Creating Your Own Vectoriser

ClassifAI is a tool to help in the creation and serving of searchable vector databases, for text classification tasks.

It has three core components:

Vectorisers - Models for converting text to vectors
Indexers - Classes for building VectorStores from text datasets, which you can search
Servers - Allow you to deploy VectorStores with a Rest-API interface

This notebook showcases how to create your own custom Vectoriser - we already provide several out-of-the-box Vectoriser classes for converting text to embeddings that essentially provide shortcuts for several common methods i.e. gcloud embedding services, Huggingface models, and Ollama.

But what if you wanted to make your own custom embedding vectoriser model, that uses your own fancy embedding method….

In this Notebook…

We will show: * The core workings of the Vectotiser Class and its responsibilities * How to create a custom One-Hot Encoding Vectoriser that will integrate seamlessly with the rest of ClassifAI * The custom One-Hot Encoding Vectoriser being used with the Indexer module to create and search a VectorStore

Installation (pre-release)

Classifai is currently in pre-release and is not yet published on PyPI.
This section describes how to install the packaged wheel from the project’s public GitHub Releases so that you can follow through this DEMO and try the code yourself.

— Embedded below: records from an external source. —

use regex::Regex;

use crate::model::ResolvedMetadata;
use crate::util::current_year;

/// Monitoring programs in the corpus do not predate 1990; anything outside
/// this range is treated as a non-year token.
const YEAR_MIN: i32 = 1990;

/// Leading slice of text searched for lake names; full text is searched for
/// years.
const NAME_SEARCH_CHARS: usize = 500;

/// Resolves lake identity and reporting year for one document. Fields that
/// cannot be resolved stay `None`; the orchestrator surfaces those as
/// `unresolved_metadata` conditions per document.
pub fn resolve_metadata(document_id: &str, filename: &str, text: &str) -> ResolvedMetadata {
    let year = resolve_year(filename, text);
    let lake_name_raw = resolve_lake_name(filename, text);
    let lake_name_canonical = lake_name_raw.as_deref().map(canonical_lake_name);

    ResolvedMetadata {
        document_id: document_id.to_string(),
        lake_name_raw,
        lake_name_canonical,
        year,
    }
}

fn resolve_year(filename: &str, text: &str) -> Option<i32> {
    if let Some(year) = first_plausible_year_token(filename) {
        return Some(year);
    }

    year_from_text(text)
}

/// First 4-digit token within the plausible monitoring range.
fn first_plausible_year_token(input: &str) -> Option<i32> {
    let token_regex = Regex::new(r"(\d{4})").ok()?;
    let year_max = current_year() + 1;

    for captures in token_regex.captures_iter(input) {
        let Ok(year) = captures[1].parse::<i32>() else {
            continue;
        };
        if (YEAR_MIN..=year_max).contains(&year) {
            return Some(year);
        }
    }

    None
}

fn year_from_text(text: &str) -> Option<i32> {
    let patterns = [
        r"(?i)report\s+date[:\s][^\n]*?\b(\d{4})\b",
        r"(?i)monitoring\s+year[:\s][^\n]*?\b(\d{4})\b",
        r"(?i)data\s+from[:\s][^\n]*?\b(\d{4})\b",
        r"(?i)\byear[:\s][^\n]*?\b(\d{4})\b",
    ];
    let year_max = current_year() + 1;

    for pattern in patterns {
        let regex = Regex::new(pattern).ok()?;
        for captures in regex.captures_iter(text) {
            let Ok(year) = captures[1].parse::<i32>() else {
                continue;
            };
            if (YEAR_MIN..=year_max).contains(&year) {
                return Some(year);
            }
        }
    }

    None
}

fn resolve_lake_name(filename: &str, text: &str) -> Option<String> {
    if let Some(name) = lake_name_in(filename) {
        return Some(name);
    }

    let head_end = text
        .char_indices()
        .nth(NAME_SEARCH_CHARS)
        .map(|(index, _)| index)
        .unwrap_or(text.len());
    lake_name_in(&text[..head_end])
}

/// Matches `<Word+> Lake` or `Lake <Word+>`; filename separators are treated
/// as spaces first so `Austin_Lake_2019.pdf` resolves like prose. The
/// multi-word form is anchored to capitalized words so prose like
/// "results for Lake X" does not swallow the preceding sentence.
fn lake_name_in(input: &str) -> Option<String> {
    let searchable = input.replace(['_', '-'], " ");

    let patterns = [
        r"\b([A-Z][A-Za-z]*(?:\s+[A-Z][A-Za-z]*)*\s+(?i:Lake))\b",
        r"(?i)\b(Lake\s+[A-Za-z]+)\b",
        r"(?i)\b([A-Za-z]+\s+Lake)\b",
    ];

    for pattern in patterns {
        let regex = Regex::new(pattern).ok()?;
        if let Some(captures) = regex.captures(&searchable) {
            return Some(collapse_whitespace(&captures[1]));
        }
    }

    None
}

/// Case-folds, strips noise tokens (years, parentheticals, revision/copy
/// markers), and rotates a leading `lake` token to the end so `Lake Austin`
/// and `Austin Lake` share one canonical form.
pub fn canonical_lake_name(raw: &str) -> String {
    let lowered = raw.to_lowercase().replace(['_', '-'], " ");

    let without_parens = match Regex::new(r"\([^)]*\)") {
        Ok(regex) => regex.replace_all(&lowered, " ").into_owned(),
        Err(_) => lowered,
    };

    let mut tokens: Vec<&str> = without_parens
        .split_whitespace()
        .filter(|token| !is_noise_token(token))
        .collect();

    if tokens.len() > 1 && tokens[0] == "lake" {
        tokens.rotate_left(1);
    }

    tokens.join(" ")
}

fn is_noise_token(token: &str) -> bool {
    if token.len() == 4 && token.chars().all(|character| character.is_ascii_digit()) {
        return true;
    }

    matches!(
        token,
        "report" | "final" | "draft" | "rev" | "revision" | "copy" | "survey" | "monitoring"
            | "annual"
    )
}

fn collapse_whitespace(input: &str) -> String {
    input.split_whitespace().collect::<Vec<&str>>().join(" ")
}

1) Create and activate a virtual environment in command line

Using `pip` + `venv`

Create a virtual environment:

python -m venv .venv

Using `UV`

Create a virtual environment:

uv venv

Activate the created environment with

(macOS / Linux):

source .venv/bin/activate

Activate it (Windows):

source .venv/Scripts/activate

2) Install the pre-release wheel

Using `pip`

pip install "https://github.com/datasciencecampus/classifai/releases/download/v0.2.1/classifai-0.2.1-py3-none-any.whl"

Using `uv`

uv pip install "https://github.com/datasciencecampus/classifai/releases/download/v0.2.1/classifai-0.2.1-py3-none-any.whl"

# Assuming the step one virtual environemnt is set up and actiavted and ready in the terminal, run the following commands to install the classifai package
## PIP
#!pip install "https://github.com/datasciencecampus/classifai/releases/download/v0.2.1/classifai-0.2.1-py3-none-any.whl"

## UV
#!uv pip install "https://github.com/datasciencecampus/classifai/releases/download/v0.2.1/classifai-0.2.1-py3-none-any.whl"

Note! :

You may need to install the ipykernel python package to run Notebook cells with your Python environment

#!pip install ipykernel

#!uv pip install ipykernel

If you can run the following cell in this notebook, you should be good to go!

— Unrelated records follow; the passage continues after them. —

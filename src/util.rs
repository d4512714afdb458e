use std::fs::{self, File};
use std::io::Write;
use std::path::Path;

use anyhow::{Context, Result};
use chrono::{SecondsFormat, Utc};
use serde::Serialize;
use serde::de::DeserializeOwned;
use sha2::{Digest, Sha256};

pub fn now_utc_string() -> String {
    Utc::now().to_rfc3339_opts(SecondsFormat::Secs, true)
}

pub fn current_year() -> i32 {
    use chrono::Datelike;
    Utc::now().year()
}

pub fn sha256_hex(input: &str) -> String {
    let mut hasher = Sha256::new();
    hasher.update(input.as_bytes());
    format!("{:x}", hasher.finalize())
}

pub fn ensure_directory(path: &Path) -> Result<()> {
    fs::create_dir_all(path)
        .with_context(|| format!("failed to create directory: {}", path.display()))
}

pub fn read_json_file<T: DeserializeOwned>(path: &Path) -> Result<T> {
    let data = fs::read_to_string(path)
        .with_context(|| format!("failed to read json file: {}", path.display()))?;

    serde_json::from_str(&data)
        .with_context(|| format!("failed to parse json file: {}", path.display()))
}

pub fn write_json_pretty<T: Serialize>(path: &Path, value: &T) -> Result<()> {
    if let Some(parent) = path.parent() {
        ensure_directory(parent)?;
    }

    let data = serde_json::to_vec_pretty(value)
        .with_context(|| format!("failed to serialize json: {}", path.display()))?;

    let mut file = File::create(path)
        .with_context(|| format!("failed to create json file: {}", path.display()))?;
    file.write_all(&data)
        .with_context(|| format!("failed to write json file: {}", path.display()))?;
    file.write_all(b"\n")
        .with_context(|| format!("failed to finalize json file: {}", path.display()))?;

    Ok(())
}

pub fn print_json_pretty<T: Serialize>(value: &T) -> Result<()> {
    let data = serde_json::to_string_pretty(value).context("failed to serialize json")?;
    println!("{data}");
    Ok(())
}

from classifai.vectorisers import VectoriserBase

print("done!")

Demo Data

This demo uses a mock dataset that is freely available on the ClassifAI repo, if yo have not downloaded the entire DEMO folder to run this notebook, the minimum data you require is the DEMO/data/testdata.csv file, which you should place in your working directory in a DEMO folder - (or you can just change the filepath later in this demo notebook)

The Vectoriser

As seen above, a Vectorisers’ sole responsibility is to convert text to a vector representation. Each Vectoriser class must implement a transform() method that will:

accept a string or list of N strings as an argument
return a numpy array of dimension [N,Y] where N matches the number of input strings, and Y is the embedding dimension)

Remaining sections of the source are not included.